Bird species trace their migratory paths based on where they can find the most resources, but changes to the climate might soon make their knowledge outdated.
In a recent study, a team of scientists from the University of Copenhagen tracked the movement of three species — the common cuckoo, the red-backed shrike and the thrush nightingale — to identify what prompted their annual migratory routes.
They found that the birds tend to gravitate to places that had the best supply of food, like insects, at different times of the year. They also keep an eye on local vegetation, moving toward verdant places in what researchers call “green wave surfing.”
Birds could soon have a tougher time doing that. Climate change is expected to change vegetation patterns and food supplies in different parts of the world, and birds might find that they're unable to find the best stopovers along their route.
“If you look at the migration routes and schedules they have now, and then at climate models for the end of the century, the birds aren't faring well,” said Kasper Thorup, with the University of Copenhagen's Center for Macroecology, Evolution and Climate. “They expect areas to be green when they arrive, because for many years, they have been following an innate program.

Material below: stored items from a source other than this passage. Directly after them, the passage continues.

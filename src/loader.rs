//! Knowledge source resolution and loading.
//!
//! Each knowledge source is looked up through an ordered list of
//! [`Layout`]s; the first candidate path that exists wins:
//!
//! ```text
//! 1. <root>/manufacturers/<mfr>/<version>/knowledge/<category>.json   (hierarchical)
//! 2. <root>/<mfr>/<version>/<legacy-name>.json                        (legacy flat)
//! ```
//!
//! The legacy schema's field names (`description_de`, `abbreviations`,
//! `known_issues`, `related_errors`, ...) are accepted here and nowhere
//! else; everything past this module sees [`KnowledgeEntry`] and friends.
//!
//! | Source | Required | Failure when absent |
//! |--------|----------|---------------------|
//! | error codes | yes | [`LoadError::MissingRequired`] |
//! | parameters | yes | [`LoadError::MissingRequired`] |
//! | components | yes | [`LoadError::MissingRequired`] |
//! | quirks | no | logged |
//! | guides | no | logged |
//! | image index | no | logged |

use serde::de::DeserializeOwned;
use serde::Deserialize;
use serde_json::Value;
use std::collections::{HashMap, HashSet};
use std::path::{Path, PathBuf};
use std::sync::Arc;
use tracing::{debug, info, warn};

use crate::config::KnowledgeConfig;
use crate::error::{display_paths, LoadError};
use crate::knowledge::{normalize_code, ImageIndex, KnowledgeBase};
use crate::models::{Category, EntryDetail, GuideEntry, ImageRef, KnowledgeEntry};

/// A knowledge source file.
#[derive(Debug, Clone, Copy, PartialEq, Eq)]
pub enum Source {
    Category(Category),
    Guides,
    Images,
}

impl Source {
    fn label(self) -> String {
        match self {
            Source::Category(c) => c.to_string(),
            Source::Guides => "diagnostic guides".to_string(),
            Source::Images => "image index".to_string(),
        }
    }
}

/// A directory layout that knowledge files may be stored in.
#[derive(Debug, Clone, Copy, PartialEq, Eq)]
pub enum Layout {
    Hierarchical,
    LegacyFlat,
}

/// Resolution order: first existing path wins.
pub const RESOLUTION_ORDER: [Layout; 2] = [Layout::Hierarchical, Layout::LegacyFlat];

impl Layout {
    /// Candidate path for `source` under this layout.
    pub fn path_for(self, root: &Path, manufacturer: &str, version: &str, source: Source) -> PathBuf {
        match (self, source) {
            (Layout::Hierarchical, Source::Category(c)) => root
                .join("manufacturers")
                .join(manufacturer)
                .join(version)
                .join("knowledge")
                .join(hierarchical_file(c)),
            (Layout::LegacyFlat, Source::Category(c)) => root
                .join(manufacturer)
                .join(version)
                .join(legacy_file(c)),
            (Layout::Hierarchical, Source::Guides) => root
                .join("universal")
                .join("knowledge")
                .join("diagnostic_guides.json"),
            (Layout::LegacyFlat, Source::Guides) => root
                .join(manufacturer)
                .join(version)
                .join("practical_guides.json"),
            (Layout::Hierarchical, Source::Images) => root
                .join("universal")
                .join("images")
                .join("image_index.json"),
            (Layout::LegacyFlat, Source::Images) => root.join("images").join("image_index.json"),
        }
    }
}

But these areas could be less green in the future.”
The seasonal journeys that birds make can be extremely long and complicated, with some of them crisscrossing continents and traveling thousands of miles to find the right spot to breed.

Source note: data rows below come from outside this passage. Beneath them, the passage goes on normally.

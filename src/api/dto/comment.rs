//! Comment DTOs.

use serde::{Deserialize, Serialize};
use utoipa::ToSchema;

use crate::api::dto::{PostResponse, UserResponse};
use crate::models::{Comment, NewComment, Post, User};

#[derive(Debug, Deserialize, ToSchema)]
#[serde(rename_all = "camelCase")]
pub struct CreateCommentRequest {
    #[schema(example = "Great post!")]
    pub content: String,
    pub post_id: i32,
    pub author_id: i32,
}

impl CreateCommentRequest {
    pub fn into_new_comment(self) -> NewComment {
        NewComment {
            content: self.content,
            post_id: self.post_id,
            author_id: self.author_id,
        }
    }
}

#[derive(Debug, Serialize, Deserialize, ToSchema, PartialEq)]
#[serde(rename_all = "camelCase")]
pub struct CommentResponse {
    pub id: i32,
    pub content: String,
    pub post_id: i32,
    pub author_id: i32,
}

impl From<Comment> for CommentResponse {
    fn from(comment: Comment) -> Self {
        Self {
            id: comment.id,
            content: comment.content,
            post_id: comment.post_id,
            author_id: comment.author_id,
        }
    }
}

/// A comment with its author and post embedded.
#[derive(Debug, Serialize, Deserialize, ToSchema)]
pub struct CommentWithRelationsResponse {
    #[serde(flatten)]
    pub comment: CommentResponse,
    pub author: UserResponse,
    pub post: PostResponse,
}

impl From<(Comment, User, Post)> for CommentWithRelationsResponse {
    fn from((comment, author, post): (Comment, User, Post)) -> Self {
        Self {
            comment: CommentResponse::from(comment),
            author: UserResponse::from(author),
            post: PostResponse::from(post),
        }
    }
}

According to Thorup, certain species make five to seven stopovers along the way. Some last for over a month, so tracking their movements is complicated. The team used data collected from birds fitted with tracking bands to get a better idea of their routes.
An analysis of the data indicates that birds travel long distances based on an innate knowledge of food availability, said Carsten Rahbek, co-author of the study.
“Our results suggest that by the end of this century climate change, and other impacts on the food source, like land use changes, could negatively influence the birds' chances to find sufficient food,” he added in a statement.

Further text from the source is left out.